The first of the new David Tennant and Catherine Tate-fronted episodes is called simply “The Star Beast”, a title it shares with the 1980 Doctor Who Weekly comic strip (published in the US by Marvel Comics as “Stan Lee Presents: Doctor Who”) “Doctor Who and the Star Beast”, featuring the Fourth Doctor as played by Tom Baker.

The TV special stars Miriam Margolyes as the voice of the fluffy alien “Beep the Meep”, who first appeared in that comic. And if we put the poster for the special alongside the cover of that comic (see above) there are… similarities.

It wouldn’t be the first time the Doctor Who TV series has adapted stories from other mediums. The most famous example would be when Paul Cornell was invited to adapt the Seventh Doctor novel he had written for Virgin New Adventures, “Human Nature”, which saw the Doctor abandon his Time Lord identity to become the ordinary human teacher, John Smith.

The now-classic story for the first new series of Doctor Who, “Dalek”, was loosely based on writer Robert Shearman’s Big Finish audio, “Jubilee”. “Rise of the Cybermen” and “Age of Steel” credits the Marc Platt play “Spare Parts” (a much better and creepier Cyberman origin story).
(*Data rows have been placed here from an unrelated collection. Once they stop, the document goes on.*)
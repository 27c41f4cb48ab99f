//! PLC network orchestration.
//!
//! Loads a declarative configuration, constructs one protocol driver per
//! node, wires the replication engine, and optionally runs an
//! auto-recovery loop that re-connects any enabled node found
//! disconnected. Stopping the network cancels replication first, then
//! the recovery loop, then disconnects every driver (which stops its
//! heartbeat before the transport closes).

use std::collections::HashMap;
use std::sync::atomic::{AtomicBool, Ordering};
use std::sync::{Arc, Mutex};
use std::time::Duration;

use tokio::task::JoinHandle;
use tokio_util::sync::CancellationToken;
use tracing::{info, warn};

use crate::config::{NetworkConfig, NodeConfig, ProtocolConfig, ProtocolKind};
use crate::driver::{ProtocolDriver, ProtocolStatus};
use crate::eip::EipDriver;
use crate::error::{GatewayError, GatewayResult};
use crate::modbus::ModbusDriver;
use crate::opcua::OpcUaDriver;
use crate::profibus::ProfibusDriver;
use crate::replication::{PlcNode, ReplicationEngine};
use crate::s7::S7Driver;

/// Aggregated status of one node.
#[derive(Debug, Clone)]
pub struct NodeStatus {
    pub id: String,
    pub name: String,
    pub is_master: bool,
    pub enabled: bool,
    pub status: ProtocolStatus,
}

/// Aggregated status of the whole network.
#[derive(Debug, Clone)]
pub struct NetworkStatus {
    pub name: String,
    pub running: bool,
    pub mapping_count: usize,
    pub nodes: Vec<NodeStatus>,
}

struct ManagedNode {
    meta: PlcNode,
    driver: Arc<dyn ProtocolDriver>,
}

/// A managed network of PLC nodes with replication and auto-recovery.
pub struct PlcNetwork {
    name: String,
    nodes: Mutex<HashMap<String, Arc<ManagedNode>>>,
    engine: Arc<ReplicationEngine>,
    recovery_interval_ms: u64,
    auto_recovery: bool,
    recovery_task: Mutex<Option<JoinHandle<()>>>,
    cancel: Mutex<CancellationToken>,
    running: AtomicBool,
    self_ref: std::sync::Weak<PlcNetwork>,
}

impl PlcNetwork {
    pub fn new(name: impl Into<String>) -> Arc<Self> {
        Self::build(name.into(), 5000, true)
    }

    fn build(name: String, recovery_interval_ms: u64, auto_recovery: bool) -> Arc<Self> {
        Arc::new_cyclic(|weak| PlcNetwork {
            name,
            nodes: Mutex::new(HashMap::new()),
            engine: ReplicationEngine::new(),
            recovery_interval_ms,
            auto_recovery,
            recovery_task: Mutex::new(None),
            cancel: Mutex::new(CancellationToken::new()),
            running: AtomicBool::new(false),
            self_ref: weak.clone(),
        })
    }

    /// Build a network from a declarative configuration object.
    pub fn from_config(name: impl Into<String>, config: NetworkConfig) -> GatewayResult<Arc<Self>> {
        config.validate()?;

        let network = Self::build(
            name.into(),
            config.recovery_interval_ms,
            config.auto_recovery,
        );

        for node in &config.plcs {
            let driver = build_driver(node)?;
            network.add_node_with_driver(node.into(), driver)?;
        }
        for mapping in &config.mappings {
            network.engine.add_mapping(mapping.clone())?;
        }
        info!(
            network = %network.name,
            nodes = config.plcs.len(),
            mappings = config.mappings.len(),
            "network configured"
        );
        Ok(network)
    }

    /// The replication engine owned by this network.
    pub fn engine(&self) -> &Arc<ReplicationEngine> {
        &self.engine
    }

    /// Driver of a node, by id. Mappings refer to nodes by id only, so
    /// drivers stay replaceable behind this lookup.
    pub fn driver(&self, node_id: &str) -> Option<Arc<dyn ProtocolDriver>> {
        self.nodes
            .lock()
            .unwrap()
            .get(node_id)
            .map(|n| Arc::clone(&n.driver))
    }

    /// Register a node backed by an already-constructed driver.
    pub fn add_node_with_driver(
        &self,
        meta: PlcNode,
        driver: Arc<dyn ProtocolDriver>,
    ) -> GatewayResult<()> {
        let id = meta.id.clone();
        {
            let mut nodes = self.nodes.lock().unwrap();
            if nodes.contains_key(&id) {
                return Err(GatewayError::configuration(format!(
                    "Node '{}' already exists",
                    id
                )));
            }
            nodes.insert(
                id.clone(),
                Arc::new(ManagedNode {
                    meta: meta.clone(),
                    driver: Arc::clone(&driver),
                }),
            );
        }
        self.engine.register_node(meta, driver)
    }

    /// Build and register a node from configuration.
    pub fn add_node(&self, node: &NodeConfig) -> GatewayResult<()> {
        let driver = build_driver(node)?;
        self.add_node_with_driver(node.into(), driver)
    }

    /// Disconnect and remove a node; its mappings are dropped with it.
    pub async fn remove_node(&self, node_id: &str) -> bool {
        let driver = self.driver(node_id);
        let removed = self.engine.remove_node(node_id);
        self.nodes.lock().unwrap().remove(node_id);
        if let Some(driver) = driver {
            driver.disconnect().await.ok();
        }
        removed
    }

    /// Connect every enabled node, start replication, and launch the
    /// auto-recovery loop. Individual connect failures are recorded and
    /// left to recovery; they do not abort the start.
    pub async fn start_network(&self) -> GatewayResult<()> {
        if self.running.swap(true, Ordering::SeqCst) {
            return Ok(());
        }
        *self.cancel.lock().unwrap() = CancellationToken::new();

        let nodes: Vec<Arc<ManagedNode>> =
            self.nodes.lock().unwrap().values().cloned().collect();
        for node in &nodes {
            if !node.meta.enabled {
                continue;
            }
            if let Err(e) = node.driver.connect().await {
                warn!(node = %node.meta.id, error = %e, "initial connect failed");
            }
        }

        self.engine.start();

        if self.auto_recovery {
            let network = self.self_ref.clone();
            let cancel = self.cancel.lock().unwrap().clone();
            let interval = Duration::from_millis(self.recovery_interval_ms.max(1));
            let handle = tokio::spawn(async move {
                loop {
                    tokio::select! {
                        _ = cancel.cancelled() => break,
                        _ = tokio::time::sleep(interval) => {}
                    }
                    let Some(network) = network.upgrade() else {
                        break;
                    };
                    network.recover_disconnected().await;
                }
            });
            *self.recovery_task.lock().unwrap() = Some(handle);
        }

        info!(network = %self.name, "network started");
        Ok(())
    }

    /// Reconnect any enabled node whose driver reports disconnected.
    async fn recover_disconnected(&self) {
        let nodes: Vec<Arc<ManagedNode>> =
            self.nodes.lock().unwrap().values().cloned().collect();
        for node in nodes {
            if !node.meta.enabled || node.driver.status().is_connected {
                continue;
            }
            info!(node = %node.meta.id, "auto-recovery reconnect");
            if let Err(e) = node.driver.connect().await {
                warn!(node = %node.meta.id, error = %e, "auto-recovery failed");
            }
        }
    }

    /// Stop everything: replication loops, then the recovery loop, then
    /// each driver (heartbeat cancelled before its transport closes).
    pub async fn stop_network(&self) -> GatewayResult<()> {
        if !self.running.swap(false, Ordering::SeqCst) {
            return Ok(());
        }

        self.engine.stop();
        self.cancel.lock().unwrap().cancel();
        if let Some(handle) = self.recovery_task.lock().unwrap().take() {
            handle.abort();
        }

        let nodes: Vec<Arc<ManagedNode>> =
            self.nodes.lock().unwrap().values().cloned().collect();
        for node in nodes {
            node.driver.disconnect().await.ok();
        }

        info!(network = %self.name, "network stopped");
        Ok(())
    }

    pub fn is_running(&self) -> bool {
        self.running.load(Ordering::SeqCst)
    }

    /// Aggregated per-node connection state and statistics.
    pub fn network_status(&self) -> NetworkStatus {
        let mut nodes: Vec<NodeStatus> = self
            .nodes
            .lock()
            .unwrap()
            .values()
            .map(|n| NodeStatus {
                id: n.meta.id.clone(),
                name: n.meta.name.clone(),
                is_master: n.meta.is_master,
                enabled: n.meta.enabled,
                status: n.driver.status(),
            })
            .collect();
        nodes.sort_by(|a, b| a.id.cmp(&b.id));

        NetworkStatus {
            name: self.name.clone(),
            running: self.is_running(),
            mapping_count: self.engine.mappings().len(),
            nodes,
        }
    }
}

/// Instantiate the driver for a node's protocol kind.
fn build_driver(node: &NodeConfig) -> GatewayResult<Arc<dyn ProtocolDriver>> {
    driver_for_protocol(node.protocol.clone())
}

/// Instantiate a driver from a bare protocol configuration.
pub fn driver_for_protocol(config: ProtocolConfig) -> GatewayResult<Arc<dyn ProtocolDriver>> {
    config.validate()?;
    Ok(match config.protocol_kind {
        ProtocolKind::S7 => S7Driver::new(config),
        ProtocolKind::ModbusTcp | ProtocolKind::ModbusRtu => ModbusDriver::new(config),
        ProtocolKind::ProfibusDp => ProfibusDriver::new(config),
        ProtocolKind::EthernetIp => EipDriver::new(config),
        ProtocolKind::OpcUa => OpcUaDriver::new(config),
    })
}

// ============================================================================
// Tests
// ============================================================================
Even the legendary “Blink” was based on Steven Moffat’s short story for the Doctor Who Annual, “What I Did on My Christmas Holidays by Sally Sparrow”.

For the most part, however, comics have been left out, bar a blink-and-you’ll-miss-it glimpse of Abslom Daak: Dalek Killer among a list of mugshots in the episode “Time Heist”, and UNIT officer Muriel Frost, who appeared in several comics and audios before being unceremoniously bumped off at the cliffhanger to “Aliens of London”.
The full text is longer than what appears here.